Bréviaire romain · Matines · Dimanches d’août à novembre
Ve dimanche d’octobre
Sermon de Saint Grégoire de NazianzeLeçons 4 à 6 des Matines
(20e sermon sur les Maccabées)
Éléazar était les prémices de ceux qui ont souffert avant la venue du Christ, comme Étienne était les prémices de ceux qui ont souffert après cette venue. C’était un prêtre et un ancien, d’âge mûr, mais aussi de sagesse. Il avait déjà sacrifié et prié pour le peuple, mais le moment était venu où il s’offrait à Dieu en holocauste sans défaut, en sacrifice de paix pour tout le peuple, comme un commencement béni dans cette lutte où ses paroles et son silence étaient autant d’exhortations. Il présenta également les corps de sept enfants, le fruit de son enseignement, un sacrifice vivant, saint, agréable à Dieu, une oblation plus glorieuse et plus pure que n’importe quelle offrande légale, car il est tout à fait normal et juste d’accorder au père le crédit de ses enfants.
Là se tenaient les nobles et grands hommes, les fils vaillants d’une noble mère, les glorieux champions de la vérité, des hommes pour qui l’époque d’Antiochus était un anachronisme, de vrais disciples de la Loi de Moïse, les plus stricts observateurs des rites de leurs ancêtres, dans ce nombre septuple que les Hébreux bénissent, et qui est sanctifié et vénéré par le culte du sabbat, ils se tenaient là, avec un seul désir et un seul but, regardant vers un seul chemin de vie, même pour recevoir la mort à cause de Dieu, ils se tenaient là, frères d’âme et de corps, ne convoitant l’un que la mort de l’autre.

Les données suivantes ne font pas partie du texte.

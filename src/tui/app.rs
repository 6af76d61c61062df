//! Application state for the TUI.

use std::time::Duration;

use chrono::{Local, NaiveDate};

use crate::core::datetime::format_clock;
use crate::core::{Clock, SystemClock};
use crate::error::DeepWorkError;
use crate::features::session::SessionStore;
use crate::features::timer::{Pumped, TimerCore, TimerState};
use crate::storage::KeyValueStore;

/// Longest the loop sleeps waiting for input.
const MAX_IDLE_WAIT: Duration = Duration::from_millis(250);

/// Key help shown when there is nothing else to say.
pub const KEY_HELP: &str = "s/space:start-pause | d:distraction | e:end | h:history | q:quit";

/// Key help while the history pane is shown.
pub const HISTORY_HELP: &str = "j/k:scroll | h:back to timer | q:quit";

/// Key help while a distraction is open.
pub const DISTRACTED_HELP: &str = "type the reason | Enter:back to work | Esc:drop it";

/// Application state.
pub struct App<K: KeyValueStore, C: Clock = SystemClock> {
    /// The running timer.
    pub timer: TimerCore<C>,
    /// Completed sessions.
    pub store: SessionStore<K>,
    /// Reason typed so far for the open distraction.
    pub reason: String,
    /// Whether the history pane replaces the timer pane.
    pub show_history: bool,
    /// First history row shown.
    pub history_scroll: usize,
    /// Status message to display.
    pub status: Option<String>,
    /// Whether the app should quit.
    pub should_quit: bool,
    /// Set after a first `q` with unsaved time.
    pub confirm_quit: bool,
}

impl<K: KeyValueStore, C: Clock> App<K, C> {
    /// Create a new app instance.
    pub fn new(timer: TimerCore<C>, store: SessionStore<K>) -> Self {
        Self {
            timer,
            store,
            reason: String::new(),
            show_history: false,
            history_scroll: 0,
            status: None,
            should_quit: false,
            confirm_quit: false,
        }
    }

    /// Start when idle or paused, pause when running.
    pub fn toggle_running(&mut self) {
        let result = match self.timer.state() {
            TimerState::Running => self.timer.pause(),
            _ => self.timer.start(),
        };
        self.report(result, None);
    }

    /// Open a distraction.
    pub fn begin_distraction(&mut self) {
        self.reason.clear();
        let result = self.timer.log_distraction();
        self.report(result, None);
    }

    /// Append to the distraction reason.
    pub fn push_char(&mut self, c: char) {
        self.reason.push(c);
    }

    /// Delete the last character of the distraction reason.
    pub fn pop_char(&mut self) {
        self.reason.pop();
    }

    /// Record the open distraction with the typed reason.
    pub fn submit_reason(&mut self) {
        match self.timer.resume_from_distraction(&self.reason) {
            Ok(d) => {
                self.status = Some(format!(
                    "Logged \"{}\" ({})",
                    d.reason,
                    format_clock(d.duration_seconds)
                ));
                self.reason.clear();
            }
            Err(e) => self.report(Err(e), None),
        }
    }

    /// Drop the open distraction.
    pub fn cancel_distraction(&mut self) {
        let result = self.timer.cancel_distraction();
        if result.is_ok() {
            self.reason.clear();
        }
        self.report(result, Some("Distraction dropped"));
    }

    /// End the session and save it if it has any work time.
    pub fn end_session(&mut self) {
        self.reason.clear();
        match self.timer.end_session_into(&mut self.store) {
            Ok(Some(session)) => {
                self.status = Some(format!(
                    "Saved {} with {} distraction(s)",
                    format_clock(session.duration_seconds),
                    session.distraction_count()
                ));
            }
            Ok(None) => self.status = Some("Nothing to save".to_string()),
            Err(e) => {
                tracing::error!(error = %e, "could not save session");
                self.status = Some(format!("Could not save session: {e}"));
            }
        }
    }

    /// Quit, asking once more if the current session has unsaved time.
    pub fn request_quit(&mut self) {
        if self.timer.has_time() && !self.confirm_quit {
            self.confirm_quit = true;
            self.status = Some(format!(
                "{} unsaved: press q again to discard, e to end and save",
                format_clock(self.timer.elapsed_seconds())
            ));
        } else {
            self.should_quit = true;
        }
    }

    /// Forget a pending quit confirmation.
    pub fn cancel_pending(&mut self) {
        self.confirm_quit = false;
    }

    /// Flip between the timer and the history pane.
    pub fn toggle_history(&mut self) {
        self.show_history = !self.show_history;
        self.history_scroll = 0;
    }

    /// Rows in the history pane: one per day, session and distraction.
    #[must_use]
    pub fn history_rows(&self) -> usize {
        self.store
            .group_by_date()
            .iter()
            .map(|g| {
                1 + g
                    .sessions
                    .iter()
                    .map(|s| 1 + s.distraction_count())
                    .sum::<usize>()
            })
            .sum()
    }

    /// Scroll the history pane down one row, stopping at the last row.
    pub fn scroll_down(&mut self) {
        let last = self.history_rows().saturating_sub(1);
        self.history_scroll = (self.history_scroll + 1).min(last);
    }

    /// Scroll the history pane up one row.
    pub fn scroll_up(&mut self) {
        self.history_scroll = self.history_scroll.saturating_sub(1);
    }

    /// Today's date, local time, on the timer's clock.
    #[must_use]
    pub fn today(&self) -> NaiveDate {
        self.timer.now().with_timezone(&Local).date_naive()
    }

    /// Apply ticks that are due.
    pub fn pump(&mut self) -> Pumped {
        self.timer.pump()
    }

    /// How long to wait for input before the next tick is due.
    #[must_use]
    pub fn poll_timeout(&self) -> Duration {
        self.timer
            .until_next_tick()
            .and_then(|d| d.to_std().ok())
            .map_or(MAX_IDLE_WAIT, |d| d.min(MAX_IDLE_WAIT))
    }

    /// Help text for the current state.
    #[must_use]
    pub fn help(&self) -> &'static str {
        if self.timer.state() == TimerState::Distracted {
            DISTRACTED_HELP
        } else if self.show_history {
            HISTORY_HELP
        } else {
            KEY_HELP
        }
    }

    fn report(&mut self, result: Result<(), DeepWorkError>, ok_message: Option<&str>) {
        match result {
            Ok(()) => self.status = ok_message.map(str::to_string),
            Err(e) if e.is_recoverable() => {
                tracing::debug!(error = %e, "rejected");
                self.status = Some(e.to_string());
            }
            Err(e) => {
                tracing::error!(error = %e, "operation failed");
                self.status = Some(format!("Error: {e}"));
            }
        }
    }
}
//! Moving history in and out.
//!
//! CSV for spreadsheets, JSON backups for restoring, and a validated import
//! that only touches the store once the whole file checks out.

mod backup;
mod csv;

pub use backup::{default_backup_name, import_into, read_backup, Backup};
pub use csv::{default_csv_name, sessions_to_csv, sessions_to_csv_in, CSV_HEADERS};
//! Terminal User Interface (TUI) for deepwork.
//!
//! The interactive timer. Built with ratatui and crossterm. The loop owns the
//! clock: it waits for a key no longer than the next due tick, then pumps the
//! timer so every due second is applied exactly once.

mod app;
mod event;
mod ui;

pub use app::App;

use std::io;

use crossterm::{
    execute,
    terminal::{disable_raw_mode, enable_raw_mode, EnterAlternateScreen, LeaveAlternateScreen},
};
use ratatui::prelude::*;

use crate::core::Clock;
use crate::error::DeepWorkError;
use crate::features::session::SessionStore;
use crate::features::timer::TimerCore;
use crate::storage::KeyValueStore;

/// Run the TUI application.
///
/// # Errors
///
/// Returns an error if the TUI fails to initialize or run.
pub fn run<K: KeyValueStore>(store: SessionStore<K>) -> Result<(), DeepWorkError> {
    // Setup terminal
    enable_raw_mode()
        .map_err(|e| DeepWorkError::Terminal(format!("Failed to enable raw mode: {e}")))?;
    let mut stdout = io::stdout();
    execute!(stdout, EnterAlternateScreen)
        .map_err(|e| DeepWorkError::Terminal(format!("Failed to setup terminal: {e}")))?;

    let backend = CrosstermBackend::new(stdout);
    let mut terminal = Terminal::new(backend)
        .map_err(|e| DeepWorkError::Terminal(format!("Failed to create terminal: {e}")))?;

    // Create app state and run main loop
    let mut app = App::new(TimerCore::new(), store);
    tracing::info!(sessions = app.store.len(), "timer opened");
    let result = run_app(&mut terminal, &mut app);

    // Restore terminal
    disable_raw_mode().ok();
    execute!(terminal.backend_mut(), LeaveAlternateScreen).ok();
    terminal.show_cursor().ok();

    if app.timer.has_time() {
        tracing::warn!(
            elapsed = app.timer.elapsed_seconds(),
            "quit with unsaved session time"
        );
    }
    result
}

/// Run the main application loop.
fn run_app<B: Backend, K: KeyValueStore, C: Clock>(
    terminal: &mut Terminal<B>,
    app: &mut App<K, C>,
) -> Result<(), DeepWorkError> {
    let mut dirty = true;

    loop {
        if dirty {
            terminal
                .draw(|frame| ui::render(frame, app))
                .map_err(|e| DeepWorkError::Terminal(format!("Failed to draw: {e}")))?;
        }

        let timeout = app.poll_timeout();
        let handled = event::handle_events(app, timeout)?;
        if app.should_quit {
            break;
        }

        dirty = handled || app.pump().needs_redraw();
    }

    Ok(())
}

Ô quel mystère ! Ils s’arrachaient à l’agonie comme à un trésor, et se périssaient pour l’enseignement de la Loi, sans plus de crainte pour ce qui était avant que de regret pour ce qui était après. Ils n’avaient qu’une seule crainte : que quelqu’un ne soit pas couronné, qu’un frère ne soit séparé de son frère contre son gré, et qu’il soit sauvé du tourment du conflit pour remporter une victoire désastreuse.
La brave et noble mère se tenait là, brûlant d’amour pour ses enfants et pour Dieu, le cœur déchiré comme peu de cœurs humains le sont. Son agonie n’était pas tant due aux tortures que subissaient ses enfants qu’à la crainte qu’ils n’y succombent. Elle ne se languissait pas plus de ceux qui quittaient cette vie qu’elle ne priait pour que ceux qui restaient puissent les rejoindre ; son inquiétude était pour les vivants plutôt que pour les morts. Les vivants luttaient encore, les morts avaient quitté le champ de bataille en toute sécurité. Pour ce qui est des vivants, elle était gênée de ne pas savoir comment Dieu les accueillerait, pour ce qui est des morts, elle savait que Dieu les avait unis à Lui.